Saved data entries
= = =
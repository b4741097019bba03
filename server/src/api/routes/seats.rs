//! Seats endpoints.

use axum::Json;
use axum::extract::State;
use axum::http::StatusCode;
use serde::{Deserialize, Serialize};
use validator::{Validate, ValidationError};

use super::ApiState;
use crate::api::auth::AuthUser;
use crate::api::extractors::{ValidatedJson, ValidatedQuery};
use crate::api::types::ApiError;
use crate::core::constants::{DEFAULT_PAGE, DEFAULT_SEATS_PAGE_SIZE, MAX_PAGE_SIZE};
use crate::data::types::SeatStatus;

#[derive(Debug, Deserialize, Validate)]
pub struct ListSeatsQuery {
    pub event_id: i64,
    #[serde(default = "default_page")]
    #[validate(range(min = 1, message = "page must be >= 1"))]
    pub page: u32,
    #[serde(default = "default_page_size", rename = "pageSize")]
    #[validate(custom(function = "validate_page_size"))]
    pub page_size: u32,
    pub row: Option<i32>,
    pub status: Option<String>,
}

fn default_page() -> u32 {
    DEFAULT_PAGE
}

fn default_page_size() -> u32 {
    DEFAULT_SEATS_PAGE_SIZE
}

fn validate_page_size(page_size: u32) -> Result<(), ValidationError> {
    if page_size < 1 || page_size > MAX_PAGE_SIZE {
        return Err(ValidationError::new("page_size_range")
            .with_message("pageSize must be between 1 and 20".into()));
    }
    Ok(())
}

/// Seat listing row. Price is a decimal string of integer minor units.
#[derive(Debug, Serialize)]
pub struct SeatListItem {
    pub id: String,
    pub row: i32,
    pub number: i32,
    pub status: String,
    pub price: String,
}

#[derive(Debug, Deserialize, Validate)]
pub struct SelectSeatRequest {
    #[validate(range(min = 1, message = "booking_id must be positive"))]
    pub booking_id: i64,
    #[validate(length(min = 1, message = "seat_id must not be empty"))]
    pub seat_id: String,
}

#[derive(Debug, Deserialize, Validate)]
pub struct ReleaseSeatRequest {
    #[validate(length(min = 1, message = "seat_id must not be empty"))]
    pub seat_id: String,
}

/// GET /api/seats
pub async fn list_seats(
    State(state): State<ApiState>,
    _user: AuthUser,
    ValidatedQuery(params): ValidatedQuery<ListSeatsQuery>,
) -> Result<Json<Vec<SeatListItem>>, ApiError> {
    if params.event_id < 1 {
        return Err(ApiError::bad_request("event_id is required"));
    }

    let status = match params.status.as_deref() {
        None => None,
        Some(raw) => Some(
            raw.parse::<SeatStatus>()
                .map_err(|_| ApiError::bad_request("status must be FREE, RESERVED or SOLD"))?,
        ),
    };

    let seats = state
        .services
        .seats
        .list(
            params.event_id,
            params.page,
            params.page_size,
            params.row,
            status,
        )
        .await?;

    Ok(Json(
        seats
            .into_iter()
            .map(|s| SeatListItem {
                id: s.id,
                row: s.row,
                number: s.number,
                status: s.status,
                price: s.price.unwrap_or(0).to_string(),
            })
            .collect(),
    ))
}

/// PATCH /api/seats/select — 419 when the seat is not FREE
pub async fn select_seat(
    State(state): State<ApiState>,
    user: AuthUser,
    ValidatedJson(request): ValidatedJson<SelectSeatRequest>,
) -> Result<StatusCode, ApiError> {
    state
        .services
        .seats
        .select(user.user_id, request.booking_id, &request.seat_id)
        .await?;
    Ok(StatusCode::OK)
}

/// PATCH /api/seats/release
pub async fn release_seat(
    State(state): State<ApiState>,
    user: AuthUser,
    ValidatedJson(request): ValidatedJson<ReleaseSeatRequest>,
) -> Result<StatusCode, ApiError> {
    state
        .services
        .seats
        .release(user.user_id, &request.seat_id)
        .await?;
    Ok(StatusCode::OK)
}
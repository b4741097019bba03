//! Bus subjects and payloads.
//!
//! Payloads are JSON, versioned implicitly by subject. Consumers must
//! tolerate duplicates and reorder; every field a consumer needs to act
//! idempotently rides in the message itself.

use chrono::{DateTime, Utc};
use serde::{Deserialize, Serialize};

use crate::data::topics::TopicService;

pub mod subjects {
    pub const BOOKING_CREATED: &str = "booking.created";
    pub const PAYMENT_INITIATED: &str = "payment.initiated";
    pub const PAYMENT_COMPLETED: &str = "payment.completed";
    pub const PAYMENT_FAILED: &str = "payment.failed";
    pub const SEAT_SELECTED: &str = "seat.selected";
    pub const SEAT_RELEASED: &str = "seat.released";
    pub const BOOKING_CANCELLED: &str = "booking.cancelled";
    pub const BOOKING_EXPIRED: &str = "booking.expired";
}

#[derive(Debug, Clone, Serialize, Deserialize)]
pub struct BookingCreated {
    pub booking_id: i64,
    pub event_id: i64,
    pub user_id: Option<i64>,
    pub timestamp: DateTime<Utc>,
}

#[derive(Debug, Clone, Serialize, Deserialize)]
pub struct PaymentInitiated {
    pub booking_id: i64,
    pub event_id: i64,
    pub total_amount: i64,
    pub payment_id: String,
    pub timestamp: DateTime<Utc>,
}

#[derive(Debug, Clone, Serialize, Deserialize)]
pub struct PaymentCompleted {
    pub booking_id: i64,
    pub payment_id: String,
    #[serde(default)]
    pub order_id: String,
    pub timestamp: DateTime<Utc>,
}

#[derive(Debug, Clone, Serialize, Deserialize)]
pub struct PaymentFailed {
    pub booking_id: i64,
    pub payment_id: String,
    #[serde(default)]
    pub order_id: String,
    #[serde(default)]
    pub reason: String,
    pub timestamp: DateTime<Utc>,
}

#[derive(Debug, Clone, Serialize, Deserialize)]
pub struct SeatSelected {
    pub booking_id: i64,
    pub seat_id: String,
    pub event_id: i64,
    pub timestamp: DateTime<Utc>,
}

#[derive(Debug, Clone, Serialize, Deserialize)]
pub struct SeatReleased {
    pub booking_id: i64,
    pub seat_id: String,
    pub event_id: i64,
    pub timestamp: DateTime<Utc>,
}

#[derive(Debug, Clone, Serialize, Deserialize)]
pub struct BookingCancelled {
    pub booking_id: i64,
    pub event_id: i64,
    #[serde(default)]
    pub reason: String,
    pub timestamp: DateTime<Utc>,
}

#[derive(Debug, Clone, Serialize, Deserialize)]
pub struct BookingExpired {
    pub booking_id: i64,
    pub event_id: i64,
    pub user_id: Option<i64>,
    pub reason: String,
    pub timestamp: DateTime<Utc>,
}

/// Publish after a successful store write.
///
/// The write is the source of truth; a publish failure is logged and
/// swallowed, and the expirer or workflow reconciles later.
pub async fn publish_logged<T>(topics: &TopicService, subject: &str, payload: &T)
where
    T: Serialize + serde::de::DeserializeOwned + Send + Sync,
{
    let topic = topics.stream_topic::<T>(subject);
    if let Err(e) = topic.publish(payload).await {
        tracing::error!(subject = %subject, error = %e, "Failed to publish bus message");
    }
}

#[cfg(test)]
mod tests {
    use super::*;

    #[test]
    fn payment_completed_round_trips_as_json() {
        let msg = PaymentCompleted {
            booking_id: 12,
            payment_id: "pay-1".into(),
            order_id: "ord-1".into(),
            timestamp: Utc::now(),
        };
        let bytes = serde_json::to_vec(&msg).unwrap();
        let back: PaymentCompleted = serde_json::from_slice(&bytes).unwrap();
        assert_eq!(back.booking_id, 12);
        assert_eq!(back.payment_id, "pay-1");
    }

    #[test]
    fn optional_fields_default_when_absent() {
        let back: PaymentFailed = serde_json::from_str(
            r#"{"booking_id":1,"payment_id":"p","timestamp":"2026-08-01T10:00:00Z"}"#,
        )
        .unwrap();
        assert_eq!(back.order_id, "");
        assert_eq!(back.reason, "");
    }
}
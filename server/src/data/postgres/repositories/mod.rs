//! Store repositories.
//!
//! Free async functions over the shared pool, one module per aggregate.
//! Every mutation runs inside a single transaction; seat mutations take a
//! row-level lock so concurrent reservations serialize per seat.

pub mod bookings;
pub mod events;
pub mod seats;
pub mod users;

use sqlx::PgPool;

use super::error::StoreError;

/// Administrative purge: drop every booking link and booking, then return
/// the whole seat inventory to FREE. One transaction; callers must treat a
/// failure as retryable.
pub async fn reset_all(pool: &PgPool) -> Result<(), StoreError> {
    let mut tx = pool.begin().await?;

    sqlx::query("DELETE FROM booking_seats")
        .execute(&mut *tx)
        .await?;
    sqlx::query("DELETE FROM bookings").execute(&mut *tx).await?;
    sqlx::query("UPDATE seats SET status = 'FREE', updated_at = NOW() WHERE status <> 'FREE'")
        .execute(&mut *tx)
        .await?;

    tx.commit().await?;
    Ok(())
}
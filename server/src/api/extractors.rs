//! Validation extractors.
//!
//! `ValidatedJson` and `ValidatedQuery` deserialize and then run the
//! `validator` rules, turning both failure modes into a 400 with a short
//! error body.

use axum::extract::{FromRequest, FromRequestParts, Query, Request};
use axum::http::request::Parts;
use axum::Json;
use serde::de::DeserializeOwned;
use validator::Validate;

use super::types::ApiError;

pub struct ValidatedJson<T>(pub T);

impl<S, T> FromRequest<S> for ValidatedJson<T>
where
    S: Send + Sync,
    T: DeserializeOwned + Validate,
{
    type Rejection = ApiError;

    async fn from_request(req: Request, state: &S) -> Result<Self, Self::Rejection> {
        let Json(value) = Json::<T>::from_request(req, state)
            .await
            .map_err(|e| ApiError::bad_request(e.body_text()))?;

        value
            .validate()
            .map_err(|e| ApiError::bad_request(flatten_errors(&e)))?;

        Ok(Self(value))
    }
}

pub struct ValidatedQuery<T>(pub T);

impl<S, T> FromRequestParts<S> for ValidatedQuery<T>
where
    S: Send + Sync,
    T: DeserializeOwned + Validate,
{
    type Rejection = ApiError;

    async fn from_request_parts(parts: &mut Parts, state: &S) -> Result<Self, Self::Rejection> {
        let Query(value) = Query::<T>::from_request_parts(parts, state)
            .await
            .map_err(|e| ApiError::bad_request(e.body_text()))?;

        value
            .validate()
            .map_err(|e| ApiError::bad_request(flatten_errors(&e)))?;

        Ok(Self(value))
    }
}

/// Render validation errors as one short line
fn flatten_errors(errors: &validator::ValidationErrors) -> String {
    let mut parts: Vec<String> = Vec::new();
    for (field, field_errors) in errors.field_errors() {
        for error in field_errors {
            match &error.message {
                Some(msg) => parts.push(msg.to_string()),
                None => parts.push(format!("invalid value for {field}")),
            }
        }
    }
    parts.sort();
    parts.join("; ")
}
//! Health and metrics endpoints. Unauthenticated by design.

use axum::Json;
use axum::extract::State;
use axum::http::{StatusCode, header};
use axum::response::IntoResponse;
use serde_json::json;

use super::ApiState;
use crate::metrics;

/// GET /health
pub async fn health() -> impl IntoResponse {
    Json(json!({
        "status": "ok",
        "version": env!("CARGO_PKG_VERSION"),
    }))
}

/// GET /health/db — readiness of the store, with pool statistics
pub async fn health_db(State(state): State<ApiState>) -> impl IntoResponse {
    match state.store.ping().await {
        Ok(()) => {
            let stats = state.store.pool_stats();
            (
                StatusCode::OK,
                Json(json!({ "status": "healthy", "pool": stats })),
            )
        }
        Err(e) => (
            StatusCode::SERVICE_UNAVAILABLE,
            Json(json!({ "status": "unhealthy", "error": e.to_string() })),
        ),
    }
}

/// GET /health/search — readiness of the search index
pub async fn health_search(State(state): State<ApiState>) -> impl IntoResponse {
    match state.search.health_check().await {
        Ok(()) => (StatusCode::OK, Json(json!({ "status": "healthy" }))),
        Err(e) => (
            StatusCode::SERVICE_UNAVAILABLE,
            Json(json!({ "status": "unhealthy", "error": e.to_string() })),
        ),
    }
}

/// GET /metrics — prometheus text format
pub async fn metrics_endpoint() -> impl IntoResponse {
    (
        [(header::CONTENT_TYPE, "text/plain; version=0.0.4")],
        metrics::render(),
    )
}
//! Stream topics: the bus behind the booking workflow.
//!
//! At-least-once pub/sub with durable queue groups. Payloads are JSON, one
//! subject per stream. Subscribers must be idempotent: a message may be
//! delivered twice (consumer crash before ack, claim after the ack-wait) and
//! subjects carry no ordering guarantees relative to each other.

mod backend;
mod error;
mod memory;
mod redis;

use std::future::Future;
use std::marker::PhantomData;
use std::sync::Arc;

use futures::StreamExt;
use serde::Serialize;
use serde::de::DeserializeOwned;

pub use backend::{StreamMessage, StreamStats, StreamSubscription, TopicBackend};
pub use error::TopicError;
pub use memory::MemoryTopicBackend;

use crate::core::config::{CacheBackendType, CacheConfig};

/// Central topic service.
///
/// Topics follow the cache backend configuration: the memory backend is for
/// tests and single-process development, Valkey streams for production.
pub struct TopicService {
    backend: Arc<dyn TopicBackend>,
}

impl TopicService {
    /// Create with the in-memory backend
    pub fn new() -> Self {
        Self {
            backend: Arc::new(MemoryTopicBackend::new()),
        }
    }

    /// Create from cache configuration
    pub async fn from_cache_config(config: &CacheConfig) -> Result<Self, TopicError> {
        let backend: Arc<dyn TopicBackend> = match config.backend {
            CacheBackendType::Memory => Arc::new(MemoryTopicBackend::new()),
            CacheBackendType::Valkey => {
                Arc::new(redis::ValkeyTopicBackend::new(&config.url()).await?)
            }
        };

        Ok(Self { backend })
    }

    pub fn backend_name(&self) -> &'static str {
        self.backend.backend_name()
    }

    /// Typed handle for a subject
    pub fn stream_topic<T>(&self, name: &str) -> StreamTopic<T>
    where
        T: Serialize + DeserializeOwned + Send,
    {
        StreamTopic {
            name: name.to_string(),
            backend: Arc::clone(&self.backend),
            _phantom: PhantomData,
        }
    }

    pub async fn stream_stats(&self, topic: &str, group: &str) -> Result<StreamStats, TopicError> {
        self.backend.stream_stats(topic, group).await
    }

    pub async fn health_check(&self) -> Result<(), TopicError> {
        self.backend.health_check().await
    }
}

impl Default for TopicService {
    fn default() -> Self {
        Self::new()
    }
}

/// Typed stream topic handle
pub struct StreamTopic<T>
where
    T: Serialize + DeserializeOwned + Send,
{
    name: String,
    backend: Arc<dyn TopicBackend>,
    _phantom: PhantomData<T>,
}

impl<T> StreamTopic<T>
where
    T: Serialize + DeserializeOwned + Send,
{
    /// Publish a message, returning its id
    pub async fn publish(&self, msg: &T) -> Result<String, TopicError> {
        let payload =
            serde_json::to_vec(msg).map_err(|e| TopicError::Serialization(e.to_string()))?;
        self.backend.stream_publish(&self.name, &payload).await
    }

    /// Subscribe within a consumer group. Call `acker().ack(id)` after the
    /// side effects of each message succeed.
    pub async fn subscribe(
        &self,
        group: &str,
        consumer: &str,
    ) -> Result<StreamTopicSubscriber<T>, TopicError> {
        let subscription = self
            .backend
            .stream_subscribe(&self.name, group, consumer)
            .await?;
        Ok(StreamTopicSubscriber {
            name: self.name.clone(),
            group: group.to_string(),
            backend: Arc::clone(&self.backend),
            subscription,
            _phantom: PhantomData,
        })
    }

    pub fn name(&self) -> &str {
        &self.name
    }
}

/// Acker handle, detachable from the subscriber (Send + Sync)
#[derive(Clone)]
pub struct StreamAcker {
    name: String,
    group: String,
    backend: Arc<dyn TopicBackend>,
}

impl StreamAcker {
    pub async fn ack(&self, id: &str) -> Result<(), TopicError> {
        self.backend.stream_ack(&self.name, &self.group, id).await
    }
}

/// Subscriber to a typed stream topic
pub struct StreamTopicSubscriber<T>
where
    T: Serialize + DeserializeOwned + Send,
{
    name: String,
    group: String,
    backend: Arc<dyn TopicBackend>,
    subscription: StreamSubscription,
    _phantom: PhantomData<T>,
}

impl<T> StreamTopicSubscriber<T>
where
    T: Serialize + DeserializeOwned + Send,
{
    /// Receive the next message as `(id, message)`.
    ///
    /// A payload that fails to decode is surfaced as an error with its id so
    /// the caller can ack it away instead of poisoning redelivery forever.
    pub async fn recv(&mut self) -> Result<(String, T), (Option<String>, TopicError)> {
        match self.subscription.receiver.next().await {
            Some(Ok(msg)) => match serde_json::from_slice(&msg.payload) {
                Ok(decoded) => Ok((msg.id, decoded)),
                Err(e) => Err((
                    Some(msg.id),
                    TopicError::Serialization(e.to_string()),
                )),
            },
            Some(Err(e)) => Err((None, e)),
            None => Err((None, TopicError::ChannelClosed)),
        }
    }

    /// Claim messages stuck past `min_idle_ms` (another consumer died)
    pub fn claim(
        &self,
        consumer: &str,
        min_idle_ms: u64,
        count: usize,
    ) -> impl Future<Output = Result<Vec<(String, T)>, TopicError>> + Send + 'static {
        // Clone what's needed up front and hand off to a free function that
        // doesn't borrow `self`: the receiver stream inside `self` isn't
        // `Sync`, so a reference to `self` can't be part of a future that
        // must be `Send` (as this one is, via `tokio::spawn`).
        let backend = Arc::clone(&self.backend);
        let name = self.name.clone();
        let group = self.group.clone();
        let consumer = consumer.to_string();

        async move {
            let messages = backend
                .stream_claim(&name, &group, &consumer, min_idle_ms, count)
                .await?;

            let mut result = Vec::new();
            for msg in messages {
                match serde_json::from_slice(&msg.payload) {
                    Ok(decoded) => result.push((msg.id, decoded)),
                    Err(e) => {
                        tracing::warn!(
                            topic = %name,
                            id = %msg.id,
                            error = %e,
                            "Dropping undecodable claimed message"
                        );
                        let _ = backend.stream_ack(&name, &group, &msg.id).await;
                    }
                }
            }
            Ok(result)
        }
    }

    pub fn acker(&self) -> StreamAcker {
        StreamAcker {
            name: self.name.clone(),
            group: self.group.clone(),
            backend: Arc::clone(&self.backend),
        }
    }
}

#[cfg(test)]
mod tests {
    use super::*;
    use serde::Deserialize;

    #[derive(Debug, Clone, PartialEq, Serialize, Deserialize)]
    struct TestEvent {
        booking_id: i64,
        note: String,
    }

    #[tokio::test]
    async fn typed_publish_and_receive() {
        let service = TopicService::new();
        let topic = service.stream_topic::<TestEvent>("test.subject");

        let sent = TestEvent {
            booking_id: 7,
            note: "hi".into(),
        };
        topic.publish(&sent).await.unwrap();

        let mut sub = topic.subscribe("g", "c1").await.unwrap();
        let (id, received) = sub.recv().await.unwrap();
        assert_eq!(received, sent);
        sub.acker().ack(&id).await.unwrap();

        let stats = service.stream_stats("test.subject", "g").await.unwrap();
        assert_eq!(stats.pending, 0);
    }

    #[tokio::test]
    async fn redelivery_after_missing_ack() {
        let service = TopicService::new();
        let topic = service.stream_topic::<TestEvent>("test.redelivery");

        topic
            .publish(&TestEvent {
                booking_id: 1,
                note: "n".into(),
            })
            .await
            .unwrap();

        let mut sub = topic.subscribe("g", "c1").await.unwrap();
        let (id, _) = sub.recv().await.unwrap();
        // No ack: message stays pending and is claimable by another member
        let claimed = sub.claim("c2", 0, 8).await.unwrap();
        assert_eq!(claimed.len(), 1);
        assert_eq!(claimed[0].0, id);
    }

    #[tokio::test]
    async fn undecodable_payload_reports_id_for_ack() {
        let service = TopicService::new();
        let raw = service.stream_topic::<serde_json::Value>("test.bad");
        // Publish JSON that does not match TestEvent
        raw.publish(&serde_json::json!({"unexpected": true}))
            .await
            .unwrap();

        let typed = service.stream_topic::<TestEvent>("test.bad");
        let mut sub = typed.subscribe("g", "c1").await.unwrap();
        let err = sub.recv().await.unwrap_err();
        assert!(err.0.is_some());
    }
}
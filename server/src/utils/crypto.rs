//! Cryptographic utility functions

use sha2::{Digest, Sha256};
use subtle::ConstantTimeEq;

/// Calculate SHA-256 and return as a lowercase hex string
pub fn sha256_hex(data: &str) -> String {
    let mut hasher = Sha256::new();
    hasher.update(data.as_bytes());
    hex::encode(hasher.finalize())
}

/// Constant-time string comparison to prevent timing attacks
pub fn constant_time_eq(a: &str, b: &str) -> bool {
    if a.len() != b.len() {
        return false;
    }
    a.as_bytes().ct_eq(b.as_bytes()).into()
}

#[cfg(test)]
mod tests {
    use super::*;

    #[test]
    fn sha256_hex_known_vectors() {
        assert_eq!(
            sha256_hex(""),
            "e3b0c44298fc1c149afbf4c8996fb92427ae41e4649b934ca495991b7852b855"
        );
        assert_eq!(
            sha256_hex("hello"),
            "2cf24dba5fb0a30e26e83b2ac5b9e29e1b161e5c1fa7425e73043362938b9824"
        );
    }

    #[test]
    fn constant_time_eq_basic() {
        assert!(constant_time_eq("hello", "hello"));
        assert!(!constant_time_eq("hello", "world"));
        assert!(!constant_time_eq("hello", "hell"));
        assert!(constant_time_eq("", ""));
    }
}
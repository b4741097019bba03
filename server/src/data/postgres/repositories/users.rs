//! User repository.
//!
//! Users are provisioned out-of-band; the service only reads them for
//! authentication.

use sqlx::PgPool;

use crate::data::postgres::StoreError;
use crate::data::types::UserRow;

/// Get an active-or-not user by email
pub async fn get_by_email(pool: &PgPool, email: &str) -> Result<Option<UserRow>, StoreError> {
    let user = sqlx::query_as::<_, UserRow>(
        "SELECT user_id, email, password_hash, password_plain, first_name, surname,
                birthday, registered_at, is_active, last_logged_in
         FROM users
         WHERE email = $1",
    )
    .bind(email)
    .fetch_optional(pool)
    .await?;

    Ok(user)
}
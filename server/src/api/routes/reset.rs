//! Administrative reset endpoint.

use axum::Json;
use axum::extract::State;
use serde_json::json;

use super::ApiState;
use crate::api::types::ApiError;

/// POST /api/reset — purge bookings and return all seats to FREE
pub async fn reset(State(state): State<ApiState>) -> Result<Json<serde_json::Value>, ApiError> {
    state.services.reset.reset().await?;
    Ok(Json(json!({ "message": "Database reset successfully" })))
}
//! Cache service.
//!
//! Two uses, both derived from authoritative state elsewhere:
//! 1. The auth fast path: a field lookup on the users hash populated by an
//!    out-of-band loader.
//! 2. The events-listing fast path: exact JSON response bodies keyed by
//!    (page, size).
//!
//! Reads are bounded by a short deadline so a degraded cache cannot slow a
//! request down; writes run on a detached task with their own budget and
//! never block the response path.

mod backend;
mod error;
mod key;
mod memory;
mod redis;

use std::sync::Arc;
use std::time::Duration;

pub use backend::CacheBackend;
pub use error::CacheError;
pub use key::CacheKey;
pub use memory::InMemoryCache;

use crate::core::config::{CacheBackendType, CacheConfig};
use crate::core::constants::{CACHE_READ_TIMEOUT_SECS, CACHE_WRITE_TIMEOUT_SECS};

pub struct CacheService {
    backend: Arc<dyn CacheBackend>,
    read_timeout: Duration,
    write_timeout: Duration,
}

impl std::fmt::Debug for CacheService {
    fn fmt(&self, f: &mut std::fmt::Formatter<'_>) -> std::fmt::Result {
        f.debug_struct("CacheService")
            .field("backend", &self.backend.backend_name())
            .finish()
    }
}

impl CacheService {
    /// Create a cache service from configuration
    pub async fn new(config: &CacheConfig) -> Result<Self, CacheError> {
        let backend: Arc<dyn CacheBackend> = match config.backend {
            CacheBackendType::Memory => {
                tracing::debug!("Initializing in-memory cache");
                Arc::new(InMemoryCache::new())
            }
            CacheBackendType::Valkey => Arc::new(redis::ValkeyCache::new(&config.url()).await?),
        };

        Ok(Self {
            backend,
            read_timeout: Duration::from_secs(CACHE_READ_TIMEOUT_SECS),
            write_timeout: Duration::from_secs(CACHE_WRITE_TIMEOUT_SECS),
        })
    }

    /// Wrap an existing backend (used by tests to share a seeded backend)
    pub fn with_backend(backend: Arc<dyn CacheBackend>) -> Self {
        Self {
            backend,
            read_timeout: Duration::from_secs(CACHE_READ_TIMEOUT_SECS),
            write_timeout: Duration::from_secs(CACHE_WRITE_TIMEOUT_SECS),
        }
    }

    pub fn backend_name(&self) -> &'static str {
        self.backend.backend_name()
    }

    /// Get raw bytes, bounded by the read deadline.
    ///
    /// The deadline is independent of the request deadline: a slow cache
    /// answers `Timeout` and the caller falls through to the store.
    pub async fn get_raw(&self, cache_key: &str) -> Result<Option<Vec<u8>>, CacheError> {
        match tokio::time::timeout(self.read_timeout, self.backend.get(cache_key)).await {
            Ok(result) => result,
            Err(_) => Err(CacheError::Timeout {
                timeout_ms: self.read_timeout.as_millis() as u64,
            }),
        }
    }

    /// Get a hash field, bounded by the read deadline
    pub async fn hget(&self, cache_key: &str, field: &str) -> Result<Option<String>, CacheError> {
        match tokio::time::timeout(self.read_timeout, self.backend.hget(cache_key, field)).await {
            Ok(result) => result,
            Err(_) => Err(CacheError::Timeout {
                timeout_ms: self.read_timeout.as_millis() as u64,
            }),
        }
    }

    /// Write bytes on a detached task.
    ///
    /// Runs outside the request context so a client disconnect cannot leave
    /// partial cache state; failures are logged and swallowed.
    pub fn set_detached(&self, cache_key: String, value: Vec<u8>, ttl: Duration) {
        let backend = Arc::clone(&self.backend);
        let write_timeout = self.write_timeout;
        tokio::spawn(async move {
            let write = backend.set(&cache_key, value, Some(ttl));
            match tokio::time::timeout(write_timeout, write).await {
                Ok(Ok(())) => {}
                Ok(Err(e)) => {
                    tracing::warn!(key = %cache_key, error = %e, "Cache write failed");
                }
                Err(_) => {
                    tracing::warn!(key = %cache_key, "Cache write timed out");
                }
            }
        });
    }

    /// Delete a key, logging failures
    pub async fn invalidate_key(&self, cache_key: &str) {
        if let Err(e) = self.backend.delete(cache_key).await {
            tracing::warn!(key = %cache_key, error = %e, "Cache invalidation failed");
        }
    }

    /// Delete keys matching a glob pattern
    pub async fn invalidate_pattern(&self, pattern: &str) -> Result<u64, CacheError> {
        self.backend.delete_pattern(pattern).await
    }

    /// Health check
    pub async fn health_check(&self) -> Result<(), CacheError> {
        self.backend.health_check().await
    }
}

#[cfg(test)]
mod tests {
    use super::*;

    fn memory_service() -> Arc<CacheService> {
        Arc::new(CacheService::with_backend(Arc::new(InMemoryCache::new())))
    }

    #[tokio::test]
    async fn detached_write_lands_eventually() {
        let service = memory_service();
        service.set_detached(
            "k".to_string(),
            b"body".to_vec(),
            Duration::from_secs(60),
        );

        // The write runs on its own task; poll briefly
        for _ in 0..50 {
            if service.get_raw("k").await.unwrap().is_some() {
                return;
            }
            tokio::time::sleep(Duration::from_millis(5)).await;
        }
        panic!("detached cache write never landed");
    }

    #[tokio::test]
    async fn invalidate_pattern_clears_listing_keys() {
        let backend = Arc::new(InMemoryCache::new());
        let service = Arc::new(CacheService::with_backend(backend.clone()));

        backend
            .set(&CacheKey::events_list(1, 5), b"a".to_vec(), None)
            .await
            .unwrap();
        backend
            .set(&CacheKey::events_list(2, 10), b"b".to_vec(), None)
            .await
            .unwrap();

        let deleted = service
            .invalidate_pattern(CacheKey::events_list_pattern())
            .await
            .unwrap();
        assert_eq!(deleted, 2);
    }
}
= = =
• TASK REQUIREMENTS
Look above for the line holding "let Query(value) = Query::<T>::from_request_parts(parts, state)". Print it and every line after it, exactly, through the line holding "one short line".

• YOUR SOLUTION
        let Query(value) = Query::<T>::from_request_parts(parts, state)
            .await
            .map_err(|e| ApiError::bad_request(e.body_text()))?;

        value
            .validate()
            .map_err(|e| ApiError::bad_request(flatten_errors(&e)))?;

        Ok(Self(value))
    }
}

/// Render validation errors as one short line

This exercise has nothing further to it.